Whenever a breach occurs it reveals weaknesses in how an organization approached security.  Compromises are a great way to reveal the hidden sins organizations are committing.  In the case of the Target breach, it is a gift that keeps on giving.  While the initial breach report came out in December, it seems every week there are new “interesting” details that are revealed.  One of the more recent items is the fact that Target did not have a CSO and all security responsibilities were buried under the CIO.

The first question that people ask is whether the CIO should have been held responsible for the breach.  The bottom line is when a major event like this occurs; someone needs to be held responsible for the negligence.  Therefore it is not surprising that someone was blamed for the breach.  What was surprising is that security was a responsibility of the CIO.  The fact that a large organization did not have a separate CSO that is a peer with the CIO, is what is most concerning about the story.  Clearly many things went wrong during the breach and whoever had the responsibility of security needs to be held accountable.  However, it was not fair that the executives structured the company in this manner.  Running the IT infrastructure (typically a role of the CIO) and protecting the information (typically a role of the CSO) are two different roles and it is unfair to have one person expected to do both effectively.  These roles while at times can be complementary, they are often at odds.  Having security buried under the CIO, puts that person in a conflict of interest situation.

First and foremost, organizations of any size, especially one the size of Target needs to have an executive that is responsible for security.  With the large interdependence organizations have on a digital infrastructure, security needs to have a seat at the table in the boardroom.  If security gets buried under IT, whose primary responsibility is running a reliable infrastructure, bad decisions will be made and breaches will happen. 

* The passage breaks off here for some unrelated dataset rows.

//! Empirical confidence intervals from bootstrap predictions.
//!
//! ## Purpose
//!
//! This module turns a `points × runs` matrix of bootstrap predictions into a
//! pointwise `(lower, upper)` band.
//!
//! ## Key concepts
//!
//! * **Band**: For coverage `c`, the `(1 - c) / 2` and `1 - (1 - c) / 2`
//!   quantiles across runs at every point.
//!
//! ## Invariants
//!
//! * Coverage levels must satisfy 0 < level < 1.
//! * `lower <= upper` at every point.
//! * A point with zero spread across runs has `lower == upper`.
//!
//! ## Non-goals
//!
//! * This module does not provide analytic (leverage-based) intervals.
//! * This module does not handle simultaneous confidence bands.

// External dependencies
use core::fmt::{self, Display, Formatter};
use ndarray::{Array2, Axis};
use num_traits::Float;
use serde::{Deserialize, Serialize};

// Internal dependencies
use crate::engine::output::write_table;
use crate::engine::validator::Validator;
use crate::math::stats::quantile_linear;
use crate::primitives::errors::LowessError;

/// Default interval coverage.
pub const DEFAULT_CONFIDENCE_LEVEL: f64 = 0.95;

/// Pointwise empirical confidence band.
#[derive(Debug, Clone, PartialEq, Serialize, Deserialize)]
pub struct ConfidenceInterval<T> {
    /// Coverage level.
    pub level: f64,

    /// Prediction locations.
    pub x: Vec<T>,

    /// Lower bound per location.
    pub lower: Vec<T>,

    /// Upper bound per location.
    pub upper: Vec<T>,
}

impl<T: Float> ConfidenceInterval<T> {
    /// Build the band from a `points × runs` prediction matrix.
    pub fn from_runs(x: &[T], runs: &Array2<T>, level: f64) -> Result<Self, LowessError> {
        Validator::validate_interval_level(level)?;
        if runs.nrows() != x.len() {
            return Err(LowessError::MismatchedLength {
                name: "bootstrap predictions",
                expected: x.len(),
                got: runs.nrows(),
            });
        }
        if runs.ncols() == 0 {
            return Err(LowessError::EmptyInput);
        }

        let tail = (1.0 - level) / 2.0;
        let (mut lower, mut upper) = (Vec::with_capacity(x.len()), Vec::with_capacity(x.len()));
        for row in runs.axis_iter(Axis(0)) {
            let values = row.to_vec();
            lower.push(quantile_linear(&values, tail).unwrap_or_else(T::nan));
            upper.push(quantile_linear(&values, 1.0 - tail).unwrap_or_else(T::nan));
        }

        Ok(Self {
            level,
            x: x.to_vec(),
            lower,
            upper,
        })
    }

    /// Band width at every location.
    pub fn widths(&self) -> Vec<T> {
        self.upper
            .iter()
            .zip(&self.lower)
            .map(|(&u, &l)| u - l)
            .collect()
    }
}

impl<T: Float + Display> Display for ConfidenceInterval<T> {
    fn fmt(&self, f: &mut Formatter<'_>) -> fmt::Result {
        writeln!(f, "Summary:")?;
        writeln!(f, "  Points:      {}", self.x.len())?;
        writeln!(f, "  Level:       {}", self.level)?;
        writeln!(f)?;

        writeln!(f, "Confidence Interval:")?;
        write_table(f, &["X", "Lower", "Upper"], self.x.len(), |f, i| {
            write!(
                f,
                "{:>8.2} {:>12.6} {:>12.6}",
                self.x[i], self.lower[i], self.upper[i]
            )
        })
    }
}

Not having a CSO today is like a football team not having a quarterback.  You can have the best playbook in the world, but if you do not have someone on the field calling the plays, you are not going to win many games.  In order for organizations to be successful, they must have a reliable infrastructure and proper protection of information.  If an organization only has a CIO and no CSO, no one is focusing in on security and the results are pretty obvious.  If there is no one focusing in on security, bad things will happen.  Lack of a CSO, means lack of security.  It is almost a guarantee that Target had an amazing security team and they were screaming and yelling about all of the security issues, but there was no advocate who was listening to them and fighting their cause with the executives.  From the engineers, their needs to be a communication path to the CEO and the CSO is that channel.  Without a CSO, the proper security communication does not make it to the executives.  Therefore if the executives received the proper information about security, my guess is they would have made different decisions and this story would potentially have a happy ending.

The CIO and CSO need to be peers.  IT and security need to have equal representation in the board room, making sure the executives have accurate information.  Typically the CIO will report to the COO and the CSO will report to CFO.  The COO and CFO directly report to the executive.  However an organization decides to structure it, the CIO and CSO must have a different reporting structure.

In order for the CIO and CSO’s to have an effective working relationship, they must have clear boundaries of responsibility.  Typically what works best is for the CSO to define the proper level of security, the CIO to implement the security and the auditor to validate that the security is being done correctly.  The security that is defined by the CSO should be based off of metrics that are used as a reporting structure to the executives, so they can understand the proper level of risk to accept for the organization.  Metrics based security is key to success.  With metrics there are clear guidelines of what must be done and an easy way to measure compliance.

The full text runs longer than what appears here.